今日できることは何だろう?

2020年10月25日

君と会えたから・・・・・・ 喜多川泰 ディスカバー・トゥエンティワン

喜多川泰さんの本をご紹介するのは、『書斎の鍵』に続いて2冊目だと思う。

氏の著書には他にも、とても良い本がたくさんあり。いずれも小説を通して生き方や考え方、仕事などに良い風を吹き込んでくれる。

この本は、最近(自分としては)難しい本を読む傾向に陥っていて、たまには気軽に読めそうな小説も読んでみるかな、などと気軽に思って購入した。

しかし、案の定しっかりと新たな風を、私の人生に吹き込んでくれたのだった。

紙ヒコーキがちょっとした風で、フワッと方向を変えるように、ちょっと人生の方向を変えてくれるかもしれない本だと思う。

 「そうね。ある職業に就くということは、自分の夢を実現するための一つの手段を手に入れるということでしかないと思うわ」

(P110)

この本のメッセージは2つあると思う。一つは「人生の目標と手段をはき違えないこと」である。

主人公の高校生は、だれもがそうであるように将来の進路や職業に悩んでいた。自分は何をしたいのか、考えていた。

しかし、たとえば職業というのは、人生の「手段」でしかない。大切なのは「手段」ではなく、どのようにしたいのか、なりたいのかという「目標」である。

たとえば看護師になって人の役に立ちたいという。看護師は「人の役に立つ」手段の一つである。

もちろん、職業ごとの魅力もあるだろう。しかし看護師以外にも「人の役に立つ」職業はいくらでもある。

それを叶えるために、狭い進路や就職を限ってしまわず、常に方向転換しながら進むことも一考だ。

具体的には、ある進路や職業を選んでも、常に自分の可能性を広めるような勉強や考え方をしていくことかな。

「手段」なのか「目標」なのかという考え方は、職業に限らず人生のさまざまな出来事に通じるだろう。たとえば結婚もそうかもしれない。

結婚は何のための手段か? 二人で仲良く暮らすことか。そうであれば制度上の結婚はしなくても可能である。まあ、今の世の中いろいろあるので、とくに問題なければ結婚していいと思うが。

大事なのは、「結婚」は手段であり通過点に過ぎないということである。その先に目指すものは二人の、あるいは周囲などプラスα人の幸せである。

結婚を「目標」としてしまうと、あまりうまくいかないのではないかと思う。おおかたの離婚(成田離婚や一般的な離婚、熟年離婚など)の原因は、ここにあるのではないか。

・・・ちょっと話が飛び過ぎた。

だから、「いつかは楽に」などと思うだけで、具体的方法を考えたことはなかった。『将来』『いつかは』という言葉を使って逃げていたのだ。

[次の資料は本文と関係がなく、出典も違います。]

//! Testing utilities for deployflow pipelines.
//!
//! This module provides:
//! - A scripted provider implementing every capability
//! - Pipeline document fixtures
//! - Assertions over plans and run results

mod assertions;
mod fixtures;
mod mocks;

pub use assertions::{
    assert_all_succeeded, assert_node_status, assert_plan_respects_edges, assert_skipped_because,
};
pub use fixtures::{
    any_of_source_document, original_stack_document, resource_stack_document,
    three_stage_document, ANY_OF_SOURCE_YAML, ORIGINAL_STACK_YAML, RESOURCE_STACK_YAML,
    THREE_STAGE_YAML,
};
pub use mocks::{ProviderCall, ScriptedProvider};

ところが、『いつか』ではなく、『今日』できることを考え始めると、たった一日でも両親の幸せのためにできることはたくさんあることに気づいた。

(P77)

もう一つのメッセージは「死は必ず訪れる」である。それゆえ、「いま、ここ」でできることは何か? と常に考えるようにしたい。

この小説に出てくる病気である「悪性脳腫瘍」と「くも膜下出血」は、どちらも脳の病気である。前者は徐々に、後者は突然、その人の人生に幕を下ろすこともある。

病気は教えてくれる。人生には限りがあることを、「死」は必ず訪れることを。病気でなくても交通事故や災害で突然に「死」が訪れることもある。

「戦争」、「大病」、「投獄」が、すぐれた人物を生み出すとも言われているが、これらは日常生活では実感できない“自分の“「死」を意識させてくれるからだろう。

そして、「死生観」を感じ取ったときに、人間は奥深く眠らせていた様々な能力を湧き出させることができるのではないか。

「死」を実際の数十分の一かもしれないが、実感できるのが、「戦争」、「大病」、「投獄」といった経験なのかもしれない。

でも、できればいずれも経験はしたくない。そんな自分たちができることはなにか。

森信三先生は、私が生き方のよりどころにしようと私淑している師の一人である。しかしながら、先生の「人生二度なし」という言葉は、なかなか今のところ実感が湧かない。

この言葉も、「死」といういわば絶対に経験できない地点(あるいは経験したときには自分はいなくなっている地点)に、少しでも思いを馳せ、常に意識して生きていくためにあると思う。

「人生二度なし」や「死を忘れるな」といった「言葉」を大切にしたい。

「言葉」は、小さくまとめてその背後に、その人の創造力や経験による広大な世界や思想を含むことができる。「言葉」をきっかけに色々なことに思いを巡らすことができる。

決して「死」を実感することはできないが、こういった「言葉」を胸に刻むことによって、少しでも人生を深く刻んで行きたい。